Da minha parte, não duvido que a abertura de Cuba ao multi-partidarismo teria já resultado na queda do regime.

Entretanto, estes novos acontecimentos fazem-me acreditar numa repetição da via chinesa, ascenção de uma casta burocrática efectivamente rica (coisa mais comum na China que na Cuba actual) e consolidação do partido único de um modo efectivo, já que hoje manda o poder, e depois mandará o dinheiro no poder. Em alternativa, a criação de novas cooperativas auto-geridas, a terem algum sucesso, poderiam ensinar algo de novo ao mundo. Mas na verdade creio que seriam aniquiladas pelo Estado, por exemplo, através de impostos.

rafael disse...

Miguel,

o que discuto aqui é a realidade e o sistema cubano. Parece-me que tentar fazer analogias com a URSS e os seus periodos negros configura uma extrapolaçao um pouco desonesta intelectualmente, até pq o Miguel saberá melhor que eu que o PCC teve um período brevissimo de dogmatismo sectario que foi criticado duramente pela sua propria estrutura no 3º congresso. E, inserido, na sua realidade geografica, a republica socialista de Cuba parece-me um dos países, sem sequer atender às condiçoes do bloqueio, que conseguiu um maior nivel de real e efectiva participaçao popular, acompanhado de um desenvolvimento extraordinario e progressivo do respeito pelos direitos humanos (em todas as suas vertentes) além do facto de ter sido fonte de inspiraçao, exemplo e até ajudante material para a libertaçao do colonialismo e do imperialismo na africa, na asia e na america latina.

se fosse realmente efectiva a separaçao entre dirigentes e povo, Nao seria de estranhar que em tantos anos de revoluçao nao haja imagens, relatos de repressoes massivas ou de manifestaçoes de descontentamento significativas?

Ou muito estou enganado, ou já vi no Portugal pós 25 de abril muito mais repressao policial do que em Cuba e esse mero facto a mim diz-me muito.

Luis, sei que provoquei mas nao era intençao ofender.
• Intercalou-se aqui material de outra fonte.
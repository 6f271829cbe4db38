//! Core-side events emitted by state transitions.
//!
//! The game state queues these; hosts drain them after each step and decide
//! what to do with them (logging, sounds, HUD flashes).

use serde::{Deserialize, Serialize};

#[derive(Debug, Clone, Copy, PartialEq, Eq, Serialize, Deserialize)]
#[serde(tag = "type", rename_all = "camelCase")]
pub enum GameEvent {
    /// A piece was written into the board.
    #[serde(rename_all = "camelCase")]
    Locked {
        lines_cleared: u32,
        /// Points from the line clear (drop bonus excluded).
        points: u32,
        score: u32,
        lines: u32,
    },
    LevelUp {
        level: u32,
    },
    Paused,
    Resumed,
    #[serde(rename_all = "camelCase")]
    GameOver {
        score: u32,
        lines: u32,
        level: u32,
    },
    Restarted,
}
//! Label file formats.
//!
//! Boxes are persisted per image as a YOLO text file next to the image:
//! one `class cx cy w h` line per box, coordinates normalized to `[0, 1]`
//! by the image's pixel size.
//!
//! ```rust,ignore
//! use annobox::format::LabelSerializer;
//!
//! let serializer = LabelSerializer::new(1000, 500)?;
//! let content = serializer.format_label_file(canvas.bounding_boxes());
//! let boxes = serializer.parse_label_file(&content)?;
//! ```

mod error;
mod yolo;

#[cfg(test)]
mod tests;

pub use error::FormatError;
pub use yolo::LabelSerializer;
impl DatasetRepository {
    /// Discover image files in a folder, non-recursively, sorted by path.
    pub fn open(folder: impl Into<PathBuf>) -> Result<Self, DatasetError> {
        let folder = folder.into();
        let mut paths: Vec<PathBuf> = std::fs::read_dir(&folder)
            .map_err(|e| DatasetError::io(&folder, e))?
            .filter_map(|entry| entry.ok())
            .map(|entry| entry.path())
            .filter(|path| path.is_file() && is_image_file(path))
            .collect();

        if paths.is_empty() {
            return Err(DatasetError::NoImages(folder));
        }
        paths.sort();

        let images: Vec<ImageRecord> = paths
            .into_iter()
            .map(|path| {
                let labelled = has_label_content(&label_path_for(&path));
                ImageRecord::new(path, labelled)
            })
            .collect();

        log::info!(
            "Opened dataset {:?}: {} images, {} labelled",
            folder,
            images.len(),
            images.iter().filter(|r| r.labelled).count()
        );

        Ok(Self {
            folder,
            images,
            current: None,
            selected: None,
        })
    }

    pub fn folder(&self) -> &Path {
        &self.folder
    }

    pub fn images(&self) -> &[ImageRecord] {
        &self.images
    }

    pub fn len(&self) -> usize {
        self.images.len()
    }

    pub fn is_empty(&self) -> bool {
        self.images.is_empty()
    }

    /// Index of the image shown on the canvas.
    pub fn current(&self) -> Option<usize> {
        self.current
    }

    pub fn record(&self, index: usize) -> Option<&ImageRecord> {
        self.images.get(index)
    }

    /// Show image `index` on the canvas.
    ///
    /// The canvas boxes are first copied back to the image that was on
    /// screen, then the new image's boxes are handed over. The label file
    /// is read the first time an image is shown, and again on later visits
    /// while it fails to parse and has not been edited. Otherwise the
    /// in-memory list (with unsaved edits) is used.
    pub fn switch_image(
        &mut self,
        index: usize,
        canvas: &mut Canvas,
    ) -> Result<Displayed, DatasetError> {
        self.check_index(index)?;
        self.stash(canvas);
        self.selected = Some(index);

        let record = &mut self.images[index];
        if !record.visible {
            log::info!("Image hidden: {:?}", record.path);
            canvas.unload_image();
            self.current = None;
            return Ok(Displayed::Hidden);
        }

        let (width, height) = match image::image_dimensions(&record.path) {
            Ok(dimensions) => dimensions,
            Err(source) => {
                canvas.unload_image();
                self.current = None;
                return Err(DatasetError::ImageDimensions {
                    path: record.path.clone(),
                    source,
                });
            }
        };
        record.dimensions = Some((width, height));

        let mut label_error = None;
        if !record.loaded {
            match read_label_file(&record.path, width, height) {
                Ok(boxes) => {
                    record.boxes = boxes;
                    record.loaded = true;
                    record.unreadable = false;
                }
                Err(e) => {
                    log::warn!("Failed to load labels for {:?}: {}", record.path, e);
                    record.boxes.clear();
                    record.unreadable = true;
                    label_error = Some(e);
                }
            }
        }

        canvas.load_image(width, height);
        canvas.set_bounding_boxes(record.boxes.clone());
        self.current = Some(index);

        log::info!(
            "Displaying {:?} ({}x{}, {} boxes)",
            record.path,
            width,
            height,
            record.boxes.len()
        );
        Ok(Displayed::Shown {
            width,
            height,
            box_count: record.boxes.len(),
            label_error,
        })
    }

    /// Show or hide an image. Re-displays it if it is the selected one.
    pub fn set_visibility(
        &mut self,
        index: usize,
        visible: bool,
        canvas: &mut Canvas,
    ) -> Result<Option<Displayed>, DatasetError> {
        self.check_index(index)?;
        self.images[index].visible = visible;
        log::debug!("Image {} visible: {}", index, visible);

        if self.selected == Some(index) {
            self.switch_image(index, canvas).map(Some)
        } else {
            Ok(None)
        }
    }

    /// Write the canvas boxes of the current image to its label file.
    ///
    /// With no eligible (non-degenerate) boxes the label file is removed
    /// instead. A label file that failed to parse is left untouched unless
    /// the boxes were edited. On I/O failure the labelled status is left as it was.
    pub fn save_current(&mut self, canvas: &Canvas) -> Result<SaveOutcome, DatasetError> {
        let Some(index) = self.current else {
            log::warn!("No image displayed, nothing to save");
            return Ok(SaveOutcome::Unchanged);
        };
        self.stash(canvas);

        let record = &mut self.images[index];
        let label_path = label_path_for(&record.path);

        if record.unreadable {
            log::warn!("Not saving over unreadable label file {:?}", label_path);
            return Ok(SaveOutcome::Skipped);
        }

        if LabelSerializer::eligible_count(&record.boxes) == 0 {
            return match std::fs::remove_file(&label_path) {
                Ok(()) => {
                    log::info!("🗑️ Removed empty label file {:?}", label_path);
                    record.labelled = false;
                    Ok(SaveOutcome::Removed)
                }
                Err(e) if e.kind() == std::io::ErrorKind::NotFound => {
                    record.labelled = false;
                    Ok(SaveOutcome::Unchanged)
                }
                Err(e) => Err(DatasetError::io(label_path, e)),
            };
        }

        let (width, height) = record.dimensions.unwrap_or((0, 0));
        let serializer = LabelSerializer::new(width, height)?;
        let content = serializer.format_label_file(&record.boxes);
        std::fs::write(&label_path, &content).map_err(|e| DatasetError::io(&label_path, e))?;

        let lines = content.lines().count();
        record.labelled = true;
        log::info!("Saved {} boxes to {:?}", lines, label_path);
        Ok(SaveOutcome::Written(lines))
    }

    /// Remove all boxes of the current image (undoable on the canvas).
    ///
    /// The labelled status and the label file are kept until the next save.
    pub fn clear_current(&mut self, canvas: &mut Canvas) {
        let Some(index) = self.current else {
            log::warn!("No image displayed, nothing to clear");
            return;
        };
        canvas.clear_boxes();
        let record = &mut self.images[index];
        record.boxes.clear();
        log::debug!("🗑️ Cleared boxes of {:?}", record.path);
    }

    /// Read and validate the label file of an image without displaying it.
    ///
    /// Returns the number of boxes in the file (0 if there is none).
    pub fn check_labels(&self, index: usize) -> Result<usize, DatasetError> {
        self.check_index(index)?;
        let path = &self.images[index].path;
        let (width, height) =
            image::image_dimensions(path).map_err(|source| DatasetError::ImageDimensions {
                path: path.clone(),
                source,
            })?;
        Ok(read_label_file(path, width, height)?.len())
    }

    /// Copy the canvas boxes into the record of the image on screen.
    ///
    /// An unreadable label file stays pending for a re-read until the user
    /// edits the boxes.
    fn stash(&mut self, canvas: &Canvas) {
        if let Some(current) = self.current {
            let record = &mut self.images[current];
            record.boxes = canvas.bounding_boxes().to_vec();
            if record.unreadable && !canvas.store().can_undo() {
                return;
            }
            record.loaded = true;
            record.unreadable = false;
        }
    }

    fn check_index(&self, index: usize) -> Result<(), DatasetError> {
        if index < self.images.len() {
            Ok(())
        } else {
            Err(DatasetError::UnknownImage {
                index,
                len: self.images.len(),
            })
        }
    }
}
Se nao estou em erro, durante as ultimas eleiçoes cubanas, houve grupos opositores que tentaram fazer eleger delegados em vários bairros, pode aqui encontrar a noticia de que lhe falei:

http://www.bbc.co.uk/mundo/america_latina/2010/03/100312_0021_cuba_disidentes_elecciones_gz.shtml

e nao é uma noticia do granma...

Miguel Serras Pereira disse...

Mas, Rafael, eu só quis dizer que não podemos tomar à letra a constituição de um país quando descrevemos as suas realidades sociais e políticas.
Quer outro exemplo? Pense na actual Constituição da República Portuguesa e na realidade social e política ambiente…
Os atropelos às garantias e direitos cívicos elementares têm sido repetidamente denunciados por organizações insuspeitas de simpatias imperialistas - como a Amnistia Internacional.
Que diria você de quem afirmasse que, antes de 25 de Abril de 1974, Portugal não era uma ditadura, uma vez que, durante as campanhas eleitorais - ainda que com limitações e condições restritivas inegáveis - alguns adversários do regime podiam fazer-se ouvir?